Zachary Taylor: Office Politics

The idea of a President and his cabinet and/or his Vice President not getting along is really nothing special. We had the 'kitchen cabinet' of Andrew Jackson which led to armed posses and near duels over a woman's honor, we had Thomas Jefferson's service as Vice President to John Adams who felt that he was actively trying to undermine him and today is no different- with the presidential hopefuls John McCain and Sarah Palin who now it seems, could barely stand each other.

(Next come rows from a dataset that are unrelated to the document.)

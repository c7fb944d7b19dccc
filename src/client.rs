//! # Naming Service Client
//!
//! The `NamingClient` trait is the pipeline's only view of the upstream naming
//! service. `CoreRpcClient` implements it over JSON-RPC on HTTP against a
//! naming node (the `blockstackd` RPC surface), optionally throttled to a
//! fixed request rate since the upstream API is metered.
//!
//! Every listing response carries the block height it was produced at; the
//! pipeline feeds those heights into the shared `Cursor`.

use async_trait::async_trait;
use governor::clock::DefaultClock;
use governor::state::{InMemoryState, NotKeyed};
use governor::{Quota, RateLimiter};
use serde::de::DeserializeOwned;
use serde::Deserialize;
use serde_json::{json, Value};
use std::num::NonZeroU32;
use std::sync::atomic::{AtomicU64, Ordering};
use std::time::{Duration, Instant};
use tracing::trace;
use url::Url;

use crate::error::ClientError;
use crate::metrics;
use crate::record::BlockchainRecord;
use crate::settings::Core;
use crate::zonefile::ZonefileBundle;

type DirectRateLimiter = RateLimiter<NotKeyed, InMemoryState, DefaultClock>;

#[derive(Debug, Clone, Default, PartialEq, Eq, Deserialize)]
pub struct NamespaceListing {
    pub namespaces: Vec<String>,
    #[serde(rename = "lastblock", default)]
    pub last_block: u64,
}

/// Names listed from one namespace at one offset.
#[derive(Debug, Clone, Default, PartialEq, Eq, Deserialize)]
pub struct NamePage {
    pub names: Vec<String>,
    #[serde(rename = "lastblock", default)]
    pub last_block: u64,
}

#[derive(Debug, Clone, Default, PartialEq, Eq, Deserialize)]
pub struct ZonefileResponse {
    pub zonefiles: ZonefileBundle,
    #[serde(rename = "lastblock", default)]
    pub last_block: u64,
}

#[derive(Debug, Deserialize)]
struct NameCount {
    count: u64,
}

#[derive(Debug, Deserialize)]
struct NameRecordEnvelope {
    record: BlockchainRecord,
}

/// Operations the crawl needs from the naming service.
#[async_trait]
pub trait NamingClient: Send + Sync {
    async fn list_namespaces(&self) -> Result<NamespaceListing, ClientError>;

    async fn count_names(&self, namespace: &str) -> Result<u64, ClientError>;

    async fn list_names(
        &self,
        namespace: &str,
        offset: u64,
        limit: u64,
    ) -> Result<NamePage, ClientError>;

    async fn get_blockchain_record(&self, name: &str) -> Result<BlockchainRecord, ClientError>;

    /// Fetch every zone file in `hashes` with a single call.
    async fn get_zonefiles(&self, hashes: &[String]) -> Result<ZonefileResponse, ClientError>;
}

#[derive(Debug, Deserialize)]
struct RpcResponse {
    #[serde(default)]
    result: Option<Value>,
    #[serde(default)]
    error: Option<RpcErrorBody>,
}

#[derive(Debug, Deserialize)]
struct RpcErrorBody {
    #[serde(default)]
    code: i64,
    #[serde(default)]
    message: String,
}

pub struct CoreRpcClient {
    http: reqwest::Client,
    endpoint: Url,
    limiter: Option<DirectRateLimiter>,
    next_id: AtomicU64,
}

impl CoreRpcClient {
    pub fn new(settings: &Core) -> Result<Self, ClientError> {
        let endpoint = Url::parse(&settings.url)?;
        let http = reqwest::Client::builder()
            .timeout(Duration::from_secs(settings.timeout_seconds))
            .build()?;
        let limiter = settings
            .qps_limit
            .and_then(NonZeroU32::new)
            .map(|qps| RateLimiter::direct(Quota::per_second(qps)));

        Ok(Self {
            http,
            endpoint,
            limiter,
            next_id: AtomicU64::new(1),
        })
    }

    pub fn endpoint(&self) -> &Url {
        &self.endpoint
    }

    async fn call<T: DeserializeOwned>(
        &self,
        method: &'static str,
        params: Value,
    ) -> Result<T, ClientError> {
        if let Some(limiter) = &self.limiter {
            limiter.until_ready().await;
        }

        let id = self.next_id.fetch_add(1, Ordering::Relaxed);
        let body = json!({ "jsonrpc": "2.0", "id": id, "method": method, "params": params });
        trace!(method, id, "RPC request");

        let start = Instant::now();
        let result = self.send(method, &body).await;
        metrics::record_upstream_call(method, start.elapsed(), result.is_ok());
        result
    }

    async fn send<T: DeserializeOwned>(
        &self,
        method: &'static str,
        body: &Value,
    ) -> Result<T, ClientError> {
        let response: RpcResponse = self
            .http
            .post(self.endpoint.clone())
            .json(body)
            .send()
            .await?
            .error_for_status()?
            .json()
            .await?;
        decode_response(method, response)
    }
}

fn decode_response<T: DeserializeOwned>(
    method: &'static str,
    response: RpcResponse,
) -> Result<T, ClientError> {
    if let Some(err) = response.error {
        return Err(ClientError::Rpc {
            code: err.code,
            message: err.message,
        });
    }
    let result = response
        .result
        .ok_or(ClientError::EmptyResponse(method))?;
    // blockstackd reports failures inside a successful envelope
    if let Some(message) = result.get("error").and_then(Value::as_str) {
        return Err(ClientError::Rpc {
            code: result.get("http_status").and_then(Value::as_i64).unwrap_or(0),
            message: message.to_string(),
        });
    }
    serde_json::from_value(result).map_err(|source| ClientError::Decode { method, source })
}

#[async_trait]
impl NamingClient for CoreRpcClient {
    async fn list_namespaces(&self) -> Result<NamespaceListing, ClientError> {
        self.call("get_all_namespaces", json!([])).await
    }

    async fn count_names(&self, namespace: &str) -> Result<u64, ClientError> {
        let count: NameCount = self
            .call("get_num_names_in_namespace", json!([namespace]))
            .await?;
        Ok(count.count)
    }

    async fn list_names(
        &self,
        namespace: &str,
        offset: u64,
        limit: u64,
    ) -> Result<NamePage, ClientError> {
        self.call("get_names_in_namespace", json!([namespace, offset, limit]))
            .await
    }

    async fn get_blockchain_record(&self, name: &str) -> Result<BlockchainRecord, ClientError> {
        let envelope: NameRecordEnvelope = self
            .call("get_name_blockchain_record", json!([name]))
            .await?;
        Ok(envelope.record)
    }

    async fn get_zonefiles(&self, hashes: &[String]) -> Result<ZonefileResponse, ClientError> {
        self.call("get_zonefiles", json!([hashes])).await
    }
}

#[cfg(test)]
mod tests {
    use super::*;

    fn envelope(v: Value) -> RpcResponse {
        serde_json::from_value(v).unwrap()
    }

    #[test]
    fn test_decode_namespace_listing() {
        let resp = envelope(json!({
            "jsonrpc": "2.0", "id": 1,
            "result": { "status": true, "namespaces": ["id", "helloworld"], "lastblock": 512345 }
        }));
        let listing: NamespaceListing = decode_response("get_all_namespaces", resp).unwrap();
        assert_eq!(listing.namespaces, vec!["id", "helloworld"]);
        assert_eq!(listing.last_block, 512345);
    }

    #[test]
    fn test_decode_zonefiles_keeps_base64() {
        let resp = envelope(json!({
            "result": { "zonefiles": { "abcd": "JE9SSUdJTiBhLmlk" }, "lastblock": 7 }
        }));
        let zf: ZonefileResponse = decode_response("get_zonefiles", resp).unwrap();
        assert_eq!(zf.zonefiles.len(), 1);
        assert_eq!(zf.last_block, 7);
        assert_eq!(zf.zonefiles.decode()["abcd"].origin.as_deref(), Some("a.id"));
    }

    #[test]
    fn test_rpc_and_inline_errors() {
        let resp = envelope(json!({ "error": { "code": -32601, "message": "no such method" } }));
        let err = decode_response::<NameCount>("x", resp).unwrap_err();
        assert!(matches!(err, ClientError::Rpc { code: -32601, .. }));

        let resp = envelope(json!({ "result": { "error": "Name not found", "http_status": 404 } }));
        let err = decode_response::<NameRecordEnvelope>("x", resp).unwrap_err();
        assert!(matches!(err, ClientError::Rpc { code: 404, .. }));

        let resp = envelope(json!({ "id": 3 }));
        assert!(matches!(
            decode_response::<NameCount>("get_num_names_in_namespace", resp),
            Err(ClientError::EmptyResponse("get_num_names_in_namespace"))
        ));
    }

    #[test]
    fn test_client_keeps_configured_endpoint() {
        let settings = Core {
            url: "http://core.example:6270/rpc".to_string(),
            qps_limit: Some(5),
            ..Core::default()
        };
        let client = CoreRpcClient::new(&settings).unwrap();
        assert_eq!(client.endpoint().as_str(), "http://core.example:6270/rpc");
    }

    #[test]
    fn test_client_rejects_bad_url() {
        let settings = Core {
            url: "not a url".to_string(),
            ..Core::default()
        };
        assert!(matches!(
            CoreRpcClient::new(&settings),
            Err(ClientError::InvalidUrl(_))
        ));
    }
}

That's all normal, but never before the Polk administration did a President have so much animosity towards an active General fighting a war. As General Zachary Taylor, a Whig (not even a declared Whig at that point), was fighting the Mexican War, James Polk, a democrat, did everything that he could to minimize his victories on the field of battle so he couldn't become another War Hero president like Henry Harrison.

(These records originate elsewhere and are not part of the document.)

//! # Stage Workers
//!
//! The three worker pools that sit behind the page fetchers:
//!
//! - **Zone files**: one bulk zone file fetch per `RecordBatch`, then records
//!   are forwarded one by one.
//! - **Profiles**: resolves the profile for records whose zone file carries a
//!   profile marker.
//! - **Persistence**: validates and writes each record as a document.
//!
//! Workers of one pool share a single receiver behind a mutex. A worker exits
//! when its input queue is closed and drained, or when the run is cancelled;
//! the pool's output queue closes once every worker of the pool has exited
//! and dropped its sender.

use std::collections::HashMap;
use std::sync::Arc;
use tokio::sync::{mpsc, Mutex};
use tokio_util::sync::CancellationToken;
use tracing::{debug, error, warn};

use crate::client::NamingClient;
use crate::cursor::Cursor;
use crate::error::{ProfileError, StoreError};
use crate::profile::{Profile, ProfileResolver};
use crate::record::{Record, RecordBatch, RecordDocument};
use crate::retry::RetryPolicy;
use crate::stats::PipelineStats;
use crate::store::DocumentStore;
use crate::zonefile::Zonefile;

/// Receiver shared by every worker of a pool.
pub type SharedReceiver<T> = Arc<Mutex<mpsc::Receiver<T>>>;

pub fn shared<T>(rx: mpsc::Receiver<T>) -> SharedReceiver<T> {
    Arc::new(Mutex::new(rx))
}

async fn next_item<T>(rx: &SharedReceiver<T>, cancel: &CancellationToken) -> Option<T> {
    let mut guard = tokio::select! {
        _ = cancel.cancelled() => return None,
        guard = rx.lock() => guard,
    };
    tokio::select! {
        _ = cancel.cancelled() => None,
        item = guard.recv() => item,
    }
}

/// Hand `item` to the next stage. `false` when the run was cancelled or the
/// downstream pool is gone.
async fn forward<T>(tx: &mpsc::Sender<T>, item: T, cancel: &CancellationToken) -> bool {
    tokio::select! {
        _ = cancel.cancelled() => false,
        sent = tx.send(item) => sent.is_ok(),
    }
}

pub struct ZonefileStage {
    client: Arc<dyn NamingClient>,
    cursor: Arc<Cursor>,
    stats: Arc<PipelineStats>,
    retry: RetryPolicy,
    cancel: CancellationToken,
}

impl ZonefileStage {
    pub fn new(
        client: Arc<dyn NamingClient>,
        cursor: Arc<Cursor>,
        stats: Arc<PipelineStats>,
        retry: RetryPolicy,
        cancel: CancellationToken,
    ) -> Self {
        Self {
            client,
            cursor,
            stats,
            retry,
            cancel,
        }
    }

    pub async fn run(
        self: Arc<Self>,
        worker: usize,
        batches: SharedReceiver<RecordBatch>,
        records: mpsc::Sender<Record>,
    ) {
        debug!(worker, "Zone file worker started");
        while let Some(batch) = next_item(&batches, &self.cancel).await {
            if !self.process(batch, &records).await {
                break;
            }
        }
        debug!(worker, "Zone file worker stopped");
    }

    async fn process(&self, batch: RecordBatch, out: &mpsc::Sender<Record>) -> bool {
        let hashes = batch.zonefile_hashes();
        let mut zonefiles: HashMap<String, Zonefile> = HashMap::new();

        if !hashes.is_empty() {
            let fetched = tokio::select! {
                _ = self.cancel.cancelled() => return false,
                r = self.retry.run("get_zonefiles", || self.client.get_zonefiles(&hashes)) => r,
            };
            match fetched {
                Ok(response) => {
                    self.cursor.observe(response.last_block);
                    self.stats.zonefiles_fetched(response.zonefiles.len() as u64);
                    zonefiles = response.zonefiles.decode();
                }
                Err(e) => {
                    error!(
                        namespace = %batch.namespace,
                        page = batch.page,
                        records = batch.records.len(),
                        error = %e,
                        "❌ Bulk zone file fetch failed, dropping batch"
                    );
                    for record in &batch.records {
                        debug!(name = record.name(), "Dropped with failed batch");
                    }
                    self.stats.batches_dropped(1);
                    self.stats.records_dropped(batch.records.len() as u64);
                    return true;
                }
            }
        }

        for mut record in batch.records {
            let zonefile = record
                .zonefile_hash()
                .and_then(|hash| zonefiles.get(hash).cloned());
            record.zonefile = zonefile;

            if !forward(out, record, &self.cancel).await {
                return false;
            }
            self.stats.sent_to_resolve(1);
        }
        true
    }
}

pub struct ProfileStage {
    resolver: Arc<dyn ProfileResolver>,
    stats: Arc<PipelineStats>,
    cancel: CancellationToken,
}

impl ProfileStage {
    pub fn new(
        resolver: Arc<dyn ProfileResolver>,
        stats: Arc<PipelineStats>,
        cancel: CancellationToken,
    ) -> Self {
        Self {
            resolver,
            stats,
            cancel,
        }
    }

    pub async fn run(
        self: Arc<Self>,
        worker: usize,
        records: SharedReceiver<Record>,
        resolved: mpsc::Sender<Record>,
    ) {
        debug!(worker, "Profile worker started");
        while let Some(mut record) = next_item(&records, &self.cancel).await {
            match self.resolve(&record).await {
                Some(Ok(Some(profile))) => {
                    record.profile = Some(profile);
                    self.stats.with_profile(1);
                }
                Some(Ok(None)) | None => {}
                Some(Err(e)) => {
                    warn!(name = record.name(), error = %e, "⚠️ Profile resolution failed, continuing without profile");
                    self.stats.profile_failures(1);
                }
            }

            if !forward(&resolved, record, &self.cancel).await {
                break;
            }
            self.stats.resolved(1);
        }
        debug!(worker, "Profile worker stopped");
    }

    /// `None` when the record has no profile marker.
    async fn resolve(&self, record: &Record) -> Option<Result<Option<Profile>, ProfileError>> {
        record.profile_marker()?;
        let zonefile = record.zonefile.as_ref()?;
        tokio::select! {
            _ = self.cancel.cancelled() => None,
            r = self.resolver.resolve(zonefile) => Some(r),
        }
    }
}

pub struct PersistStage {
    store: Arc<dyn DocumentStore>,
    cursor: Arc<Cursor>,
    stats: Arc<PipelineStats>,
    cancel: CancellationToken,
}

impl PersistStage {
    pub fn new(
        store: Arc<dyn DocumentStore>,
        cursor: Arc<Cursor>,
        stats: Arc<PipelineStats>,
        cancel: CancellationToken,
    ) -> Self {
        Self {
            store,
            cursor,
            stats,
            cancel,
        }
    }

    pub async fn run(self: Arc<Self>, worker: usize, records: SharedReceiver<Record>) {
        debug!(worker, "Persistence worker started");
        while let Some(record) = next_item(&records, &self.cancel).await {
            if let Some(profile) = &record.profile {
                if let Err(e) = profile.validate() {
                    warn!(name = record.name(), error = %e, "⚠️ Profile failed validation, record not persisted");
                    self.stats.validation_failures(1);
                    continue;
                }
            }

            let document = record.into_document(self.cursor.get());
            let outcome = tokio::select! {
                _ = self.cancel.cancelled() => break,
                r = self.write(&document) => r,
            };
            match outcome {
                Ok(()) => self.stats.persisted(1),
                Err(e) => {
                    error!(name = %document.name, error = %e, "❌ Failed to persist record");
                    self.stats.persist_failures(1);
                }
            }
        }
        debug!(worker, "Persistence worker stopped");
    }

    /// The collection handle lives only for this call.
    async fn write(&self, document: &RecordDocument) -> Result<(), StoreError> {
        let mut handle = self.store.acquire().await?;
        handle.upsert(document).await
    }
}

Polk was like a less corrupt Richard Nixon, brilliant and effective, but thinking that everyone was out to get him. By the time of his administration, the Whigs blossomed into an effective national protest movement against the Democratic policies of national expansion and limited 'internal improvements' Polk espoused. He constantly wrote to friends, suspecting Taylor of 'Whiggery'.

The irony of this strained relationship, is that Taylor was more or less completely apolitical until the Whigs convinced him to accept the presidential ticket in the election of 1848. Once he accepted the nomination as Whig candidate, he refused even to put his beliefs in writing, simply saying that he'd 'protect and enforce the constitution'. I think that Taylor's limpness on issues hardly put him in the category of Whig crusader.

Imagine today if President Obama kept General Gates' from enacting his policies to keep him out of presidential contention. How would the American people feel about that?